## [What is needed]
Among the entries below, find the lines that hold the word "PauliX" and report them.

## [Records supplied]
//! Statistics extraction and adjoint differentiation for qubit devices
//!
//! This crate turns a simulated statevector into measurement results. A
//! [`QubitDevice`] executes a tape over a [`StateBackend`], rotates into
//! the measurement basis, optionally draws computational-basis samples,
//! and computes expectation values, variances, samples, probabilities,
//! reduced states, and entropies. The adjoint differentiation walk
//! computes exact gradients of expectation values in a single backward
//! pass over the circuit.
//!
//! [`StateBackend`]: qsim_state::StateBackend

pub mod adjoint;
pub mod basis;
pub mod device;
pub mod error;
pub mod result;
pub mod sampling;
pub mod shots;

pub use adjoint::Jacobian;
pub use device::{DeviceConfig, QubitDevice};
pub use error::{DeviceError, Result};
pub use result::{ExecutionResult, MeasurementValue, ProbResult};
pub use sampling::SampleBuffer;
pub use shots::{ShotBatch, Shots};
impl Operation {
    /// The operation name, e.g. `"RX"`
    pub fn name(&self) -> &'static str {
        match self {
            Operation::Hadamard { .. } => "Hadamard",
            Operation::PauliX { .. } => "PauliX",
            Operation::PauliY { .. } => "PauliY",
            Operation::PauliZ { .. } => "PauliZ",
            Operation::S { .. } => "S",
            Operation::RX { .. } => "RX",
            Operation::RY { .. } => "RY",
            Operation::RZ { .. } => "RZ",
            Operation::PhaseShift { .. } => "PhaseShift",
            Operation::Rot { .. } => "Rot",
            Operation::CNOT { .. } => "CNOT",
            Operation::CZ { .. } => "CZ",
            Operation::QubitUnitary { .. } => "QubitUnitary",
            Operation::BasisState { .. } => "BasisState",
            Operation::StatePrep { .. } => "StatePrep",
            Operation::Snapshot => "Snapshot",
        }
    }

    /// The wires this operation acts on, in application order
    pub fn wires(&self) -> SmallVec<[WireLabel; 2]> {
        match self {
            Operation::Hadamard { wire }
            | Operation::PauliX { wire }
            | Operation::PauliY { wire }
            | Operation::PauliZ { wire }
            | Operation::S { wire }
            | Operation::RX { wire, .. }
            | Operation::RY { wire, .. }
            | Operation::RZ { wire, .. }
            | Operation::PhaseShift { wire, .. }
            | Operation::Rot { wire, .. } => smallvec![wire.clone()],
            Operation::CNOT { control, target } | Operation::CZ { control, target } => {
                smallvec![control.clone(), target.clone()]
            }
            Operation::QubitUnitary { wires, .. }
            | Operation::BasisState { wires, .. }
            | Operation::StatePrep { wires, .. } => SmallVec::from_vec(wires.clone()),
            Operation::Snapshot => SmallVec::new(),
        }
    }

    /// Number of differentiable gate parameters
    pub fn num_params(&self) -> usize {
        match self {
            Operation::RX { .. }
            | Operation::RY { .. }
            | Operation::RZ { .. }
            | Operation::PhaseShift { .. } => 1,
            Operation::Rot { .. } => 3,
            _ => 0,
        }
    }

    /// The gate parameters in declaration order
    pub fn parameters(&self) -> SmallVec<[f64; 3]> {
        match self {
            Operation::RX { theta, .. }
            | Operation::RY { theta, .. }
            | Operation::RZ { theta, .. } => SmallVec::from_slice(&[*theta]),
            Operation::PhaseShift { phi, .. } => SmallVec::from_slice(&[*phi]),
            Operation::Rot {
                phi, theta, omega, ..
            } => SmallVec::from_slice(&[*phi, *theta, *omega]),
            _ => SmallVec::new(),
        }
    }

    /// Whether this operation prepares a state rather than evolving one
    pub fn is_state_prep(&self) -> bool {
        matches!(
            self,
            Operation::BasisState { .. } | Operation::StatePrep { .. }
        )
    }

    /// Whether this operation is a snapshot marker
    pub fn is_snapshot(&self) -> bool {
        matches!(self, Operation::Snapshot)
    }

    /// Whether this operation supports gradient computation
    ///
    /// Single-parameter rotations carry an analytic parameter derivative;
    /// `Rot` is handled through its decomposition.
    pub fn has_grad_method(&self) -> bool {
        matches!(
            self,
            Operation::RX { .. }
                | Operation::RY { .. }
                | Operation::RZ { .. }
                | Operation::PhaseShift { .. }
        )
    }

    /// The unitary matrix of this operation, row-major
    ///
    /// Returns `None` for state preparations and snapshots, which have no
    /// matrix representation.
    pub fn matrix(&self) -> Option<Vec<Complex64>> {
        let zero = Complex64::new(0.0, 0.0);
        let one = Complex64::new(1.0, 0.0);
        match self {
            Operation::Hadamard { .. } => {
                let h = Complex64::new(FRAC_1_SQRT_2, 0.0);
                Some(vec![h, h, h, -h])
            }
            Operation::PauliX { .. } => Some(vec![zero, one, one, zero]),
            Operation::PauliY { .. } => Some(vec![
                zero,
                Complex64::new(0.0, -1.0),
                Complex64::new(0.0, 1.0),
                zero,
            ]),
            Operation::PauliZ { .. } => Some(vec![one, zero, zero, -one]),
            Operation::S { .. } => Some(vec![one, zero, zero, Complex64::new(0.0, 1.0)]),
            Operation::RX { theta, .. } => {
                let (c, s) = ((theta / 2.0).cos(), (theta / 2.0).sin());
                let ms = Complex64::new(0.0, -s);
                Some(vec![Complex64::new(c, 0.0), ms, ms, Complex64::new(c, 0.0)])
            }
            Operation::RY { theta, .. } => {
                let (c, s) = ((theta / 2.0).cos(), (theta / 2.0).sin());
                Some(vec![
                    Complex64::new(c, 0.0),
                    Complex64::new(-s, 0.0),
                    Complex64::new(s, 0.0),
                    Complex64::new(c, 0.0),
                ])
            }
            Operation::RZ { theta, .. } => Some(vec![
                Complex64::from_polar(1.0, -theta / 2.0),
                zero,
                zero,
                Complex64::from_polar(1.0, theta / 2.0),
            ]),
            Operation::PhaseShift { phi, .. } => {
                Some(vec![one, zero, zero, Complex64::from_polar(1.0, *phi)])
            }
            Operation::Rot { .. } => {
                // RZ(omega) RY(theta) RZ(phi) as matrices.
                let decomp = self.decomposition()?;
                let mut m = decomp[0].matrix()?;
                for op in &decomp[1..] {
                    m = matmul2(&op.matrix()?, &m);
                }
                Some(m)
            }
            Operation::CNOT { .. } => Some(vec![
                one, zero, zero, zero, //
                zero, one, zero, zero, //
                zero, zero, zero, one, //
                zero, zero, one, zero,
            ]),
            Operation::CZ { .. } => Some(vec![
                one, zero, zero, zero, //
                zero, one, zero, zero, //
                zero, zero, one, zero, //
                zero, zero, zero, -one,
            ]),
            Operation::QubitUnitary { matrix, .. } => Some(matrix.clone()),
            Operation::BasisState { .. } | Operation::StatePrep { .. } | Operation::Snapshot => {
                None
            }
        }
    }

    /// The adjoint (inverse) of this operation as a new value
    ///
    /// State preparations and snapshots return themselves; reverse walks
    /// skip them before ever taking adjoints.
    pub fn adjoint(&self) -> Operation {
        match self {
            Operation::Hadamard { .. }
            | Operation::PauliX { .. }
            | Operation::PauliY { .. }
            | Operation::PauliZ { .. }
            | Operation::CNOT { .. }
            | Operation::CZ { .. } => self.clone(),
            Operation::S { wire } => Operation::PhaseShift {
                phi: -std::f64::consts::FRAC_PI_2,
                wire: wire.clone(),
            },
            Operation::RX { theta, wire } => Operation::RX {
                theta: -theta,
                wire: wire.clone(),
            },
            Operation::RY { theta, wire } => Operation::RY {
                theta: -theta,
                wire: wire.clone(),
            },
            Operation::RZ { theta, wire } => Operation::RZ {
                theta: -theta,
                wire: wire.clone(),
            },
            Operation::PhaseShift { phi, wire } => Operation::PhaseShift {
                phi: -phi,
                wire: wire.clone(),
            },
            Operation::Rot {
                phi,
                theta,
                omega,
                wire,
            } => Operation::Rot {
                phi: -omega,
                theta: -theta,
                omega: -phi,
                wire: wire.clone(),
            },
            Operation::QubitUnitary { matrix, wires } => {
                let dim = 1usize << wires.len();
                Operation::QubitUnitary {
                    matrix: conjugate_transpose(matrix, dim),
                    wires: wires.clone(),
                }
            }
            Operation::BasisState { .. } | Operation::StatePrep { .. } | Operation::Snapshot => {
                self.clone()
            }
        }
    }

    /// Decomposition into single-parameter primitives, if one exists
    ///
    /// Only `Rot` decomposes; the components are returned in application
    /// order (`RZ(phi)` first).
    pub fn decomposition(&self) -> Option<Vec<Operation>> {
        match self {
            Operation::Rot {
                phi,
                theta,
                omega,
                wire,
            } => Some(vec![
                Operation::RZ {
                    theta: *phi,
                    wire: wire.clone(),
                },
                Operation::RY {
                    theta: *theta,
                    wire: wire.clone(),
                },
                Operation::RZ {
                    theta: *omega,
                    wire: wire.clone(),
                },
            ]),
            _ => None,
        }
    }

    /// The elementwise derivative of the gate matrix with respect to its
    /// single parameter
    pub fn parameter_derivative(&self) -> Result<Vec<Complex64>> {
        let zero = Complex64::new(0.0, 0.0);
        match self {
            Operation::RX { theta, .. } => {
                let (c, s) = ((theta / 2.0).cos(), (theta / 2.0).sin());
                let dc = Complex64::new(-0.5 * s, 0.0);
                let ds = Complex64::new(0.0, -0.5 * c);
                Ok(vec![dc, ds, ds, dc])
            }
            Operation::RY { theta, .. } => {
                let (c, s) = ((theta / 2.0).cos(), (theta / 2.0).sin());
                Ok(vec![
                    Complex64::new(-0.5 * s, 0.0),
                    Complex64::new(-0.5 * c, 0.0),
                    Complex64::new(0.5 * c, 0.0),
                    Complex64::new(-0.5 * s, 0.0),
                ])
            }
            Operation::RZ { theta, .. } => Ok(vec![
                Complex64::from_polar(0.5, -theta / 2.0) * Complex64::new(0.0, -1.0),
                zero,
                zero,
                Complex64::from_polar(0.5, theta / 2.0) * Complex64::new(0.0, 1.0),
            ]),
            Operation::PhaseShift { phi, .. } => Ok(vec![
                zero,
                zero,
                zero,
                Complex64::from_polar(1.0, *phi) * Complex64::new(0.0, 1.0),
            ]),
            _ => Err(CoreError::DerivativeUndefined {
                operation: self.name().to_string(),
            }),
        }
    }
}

## [Written response]
            Operation::PauliX { .. } => "PauliX",
            | Operation::PauliX { wire }
            Operation::PauliX { .. } => Some(vec![zero, one, one, zero]),
            | Operation::PauliX { .. }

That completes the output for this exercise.